What to work on:
Every entry is to be written out word for word.

Material for this exercise:

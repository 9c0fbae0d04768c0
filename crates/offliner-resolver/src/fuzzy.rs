//! Fuzzy matching for accepting a music-catalog search result as a match
//! for a free-text title+artist from elsewhere (spec §4.3.1).

use regex::Regex;
use std::sync::LazyLock;

/// Minimum similarity to accept a candidate, inclusive.
pub const ACCEPT_THRESHOLD: f64 = 0.5;

static BRACKETED: LazyLock<Regex> = LazyLock::new(|| {
    Regex::new(r"[\[(][^\])]*[\])]").expect("static fuzzy-match regex is valid")
});
static NON_ALNUM: LazyLock<Regex> =
    LazyLock::new(|| Regex::new(r"[^a-z0-9]+").expect("static fuzzy-match regex is valid"));
static WHITESPACE: LazyLock<Regex> =
    LazyLock::new(|| Regex::new(r"\s+").expect("static fuzzy-match regex is valid"));

/// Lowercase, strip bracketed/parenthesized tags, fold non-alphanumerics to
/// spaces, collapse whitespace.
#[must_use]
pub fn normalize(input: &str) -> String {
    let lower = input.to_lowercase();
    let stripped = BRACKETED.replace_all(&lower, " ");
    let folded = NON_ALNUM.replace_all(&stripped, " ");
    WHITESPACE.replace_all(folded.trim(), " ").into_owned()
}

/// Similarity in `[0, 1]` between two already-normalized strings.
#[must_use]
pub fn similarity(a: &str, b: &str) -> f64 {
    strsim::normalized_levenshtein(a, b)
}

/// A candidate considered by [`best_match`].
pub struct Candidate<T> {
    pub title: String,
    pub artist: String,
    pub value: T,
}

/// Combine title+artist, normalize, score every candidate against the
/// original `title`/`artist`, and return the highest scorer clearing
/// [`ACCEPT_THRESHOLD`] (ties broken by input order).
#[must_use]
pub fn best_match<T>(title: &str, artist: &str, candidates: Vec<Candidate<T>>) -> Option<T> {
    let wanted = normalize(&format!("{title} {artist}"));
    let mut best: Option<(f64, T)> = None;
    for candidate in candidates {
        let have = normalize(&format!("{} {}", candidate.title, candidate.artist));
        let score = similarity(&wanted, &have);
        if score < ACCEPT_THRESHOLD {
            continue;
        }
        if best.as_ref().is_none_or(|(best_score, _)| score > *best_score) {
            best = Some((score, candidate.value));
        }
    }
    best.map(|(_, value)| value)
}

#[cfg(test)]
mod tests {
    use super::*;

    #[test]
    fn normalize_strips_bracketed_tags_and_folds_case() {
        assert_eq!(
            normalize("Rolling In The Deep (Official Music Video)"),
            "rolling in the deep"
        );
    }

    #[test]
    fn normalize_collapses_punctuation_to_single_spaces() {
        assert_eq!(normalize("J. Balvin -- Mi Gente!!"), "j balvin mi gente");
    }

    #[test]
    fn identical_strings_score_one() {
        assert!((similarity("hello world", "hello world") - 1.0).abs() < f64::EPSILON);
    }

    #[test]
    fn best_match_picks_highest_scoring_candidate_above_threshold() {
        let candidates = vec![
            Candidate {
                title: "Completely Unrelated Song".to_string(),
                artist: "Nobody".to_string(),
                value: "bad",
            },
            Candidate {
                title: "Rolling in the Deep".to_string(),
                artist: "Adele".to_string(),
                value: "good",
            },
        ];
        let picked = best_match("Rolling In The Deep", "Adele", candidates);
        assert_eq!(picked, Some("good"));
    }

    #[test]
    fn best_match_returns_none_when_nothing_clears_threshold() {
        let candidates = vec![Candidate {
            title: "Totally Different Track".to_string(),
            artist: "Someone Else".to_string(),
            value: "nope",
        }];
        assert_eq!(best_match("Rolling in the Deep", "Adele", candidates), None);
    }
}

Exercise response:
repository 9c0fbae0d04768c0
filename crates/offliner-resolver/src/fuzzy.rs
//! Fuzzy matching for accepting a music-catalog search result as a match
//! for a free-text title+artist from elsewhere (spec §4.3.1).

use regex::Regex;
use std::sync::LazyLock;

/// Minimum similarity to accept a candidate, inclusive.
pub const ACCEPT_THRESHOLD: f64 = 0.5;

static BRACKETED: LazyLock<Regex> = LazyLock::new(|| {
    Regex::new(r"[\[(][^\])]*[\])]").expect("static fuzzy-match regex is valid")
});
static NON_ALNUM: LazyLock<Regex> =
    LazyLock::new(|| Regex::new(r"[^a-z0-9]+").expect("static fuzzy-match regex is valid"));
static WHITESPACE: LazyLock<Regex> =
    LazyLock::new(|| Regex::new(r"\s+").expect("static fuzzy-match regex is valid"));

/// Lowercase, strip bracketed/parenthesized tags, fold non-alphanumerics to
/// spaces, collapse whitespace.
#[must_use]
pub fn normalize(input: &str) -> String {
    let lower = input.to_lowercase();
    let stripped = BRACKETED.replace_all(&lower, " ");
    let folded = NON_ALNUM.replace_all(&stripped, " ");
    WHITESPACE.replace_all(folded.trim(), " ").into_owned()
}

/// Similarity in `[0, 1]` between two already-normalized strings.
#[must_use]
pub fn similarity(a: &str, b: &str) -> f64 {
    strsim::normalized_levenshtein(a, b)
}

/// A candidate considered by [`best_match`].
pub struct Candidate<T> {
    pub title: String,
    pub artist: String,
    pub value: T,
}

/// Combine title+artist, normalize, score every candidate against the
/// original `title`/`artist`, and return the highest scorer clearing
/// [`ACCEPT_THRESHOLD`] (ties broken by input order).
#[must_use]
pub fn best_match<T>(title: &str, artist: &str, candidates: Vec<Candidate<T>>) -> Option<T> {
    let wanted = normalize(&format!("{title} {artist}"));
    let mut best: Option<(f64, T)> = None;
    for candidate in candidates {
        let have = normalize(&format!("{} {}", candidate.title, candidate.artist));
        let score = similarity(&wanted, &have);
        if score < ACCEPT_THRESHOLD {
            continue;
        }
        if best.as_ref().is_none_or(|(best_score, _)| score > *best_score) {
            best = Some((score, candidate.value));
        }
    }
    best.map(|(_, value)| value)
}

#[cfg(test)]
mod tests {
    use super::*;

    #[test]
    fn normalize_strips_bracketed_tags_and_folds_case() {
        assert_eq!(
            normalize("Rolling In The Deep (Official Music Video)"),
            "rolling in the deep"
        );
    }

    #[test]
    fn normalize_collapses_punctuation_to_single_spaces() {
        assert_eq!(normalize("J. Balvin -- Mi Gente!!"), "j balvin mi gente");
    }

    #[test]
    fn identical_strings_score_one() {
        assert!((similarity("hello world", "hello world") - 1.0).abs() < f64::EPSILON);
    }

    #[test]
    fn best_match_picks_highest_scoring_candidate_above_threshold() {
        let candidates = vec![
            Candidate {
                title: "Completely Unrelated Song".to_string(),
                artist: "Nobody".to_string(),
                value: "bad",
            },
            Candidate {
                title: "Rolling in the Deep".to_string(),
                artist: "Adele".to_string(),
                value: "good",
            },
        ];
        let picked = best_match("Rolling In The Deep", "Adele", candidates);
        assert_eq!(picked, Some("good"));
    }

    #[test]
    fn best_match_returns_none_when_nothing_clears_threshold() {
        let candidates = vec![Candidate {
            title: "Totally Different Track".to_string(),
            artist: "Someone Else".to_string(),
            value: "nope",
        }];
        assert_eq!(best_match("Rolling in the Deep", "Adele", candidates), None);
    }
}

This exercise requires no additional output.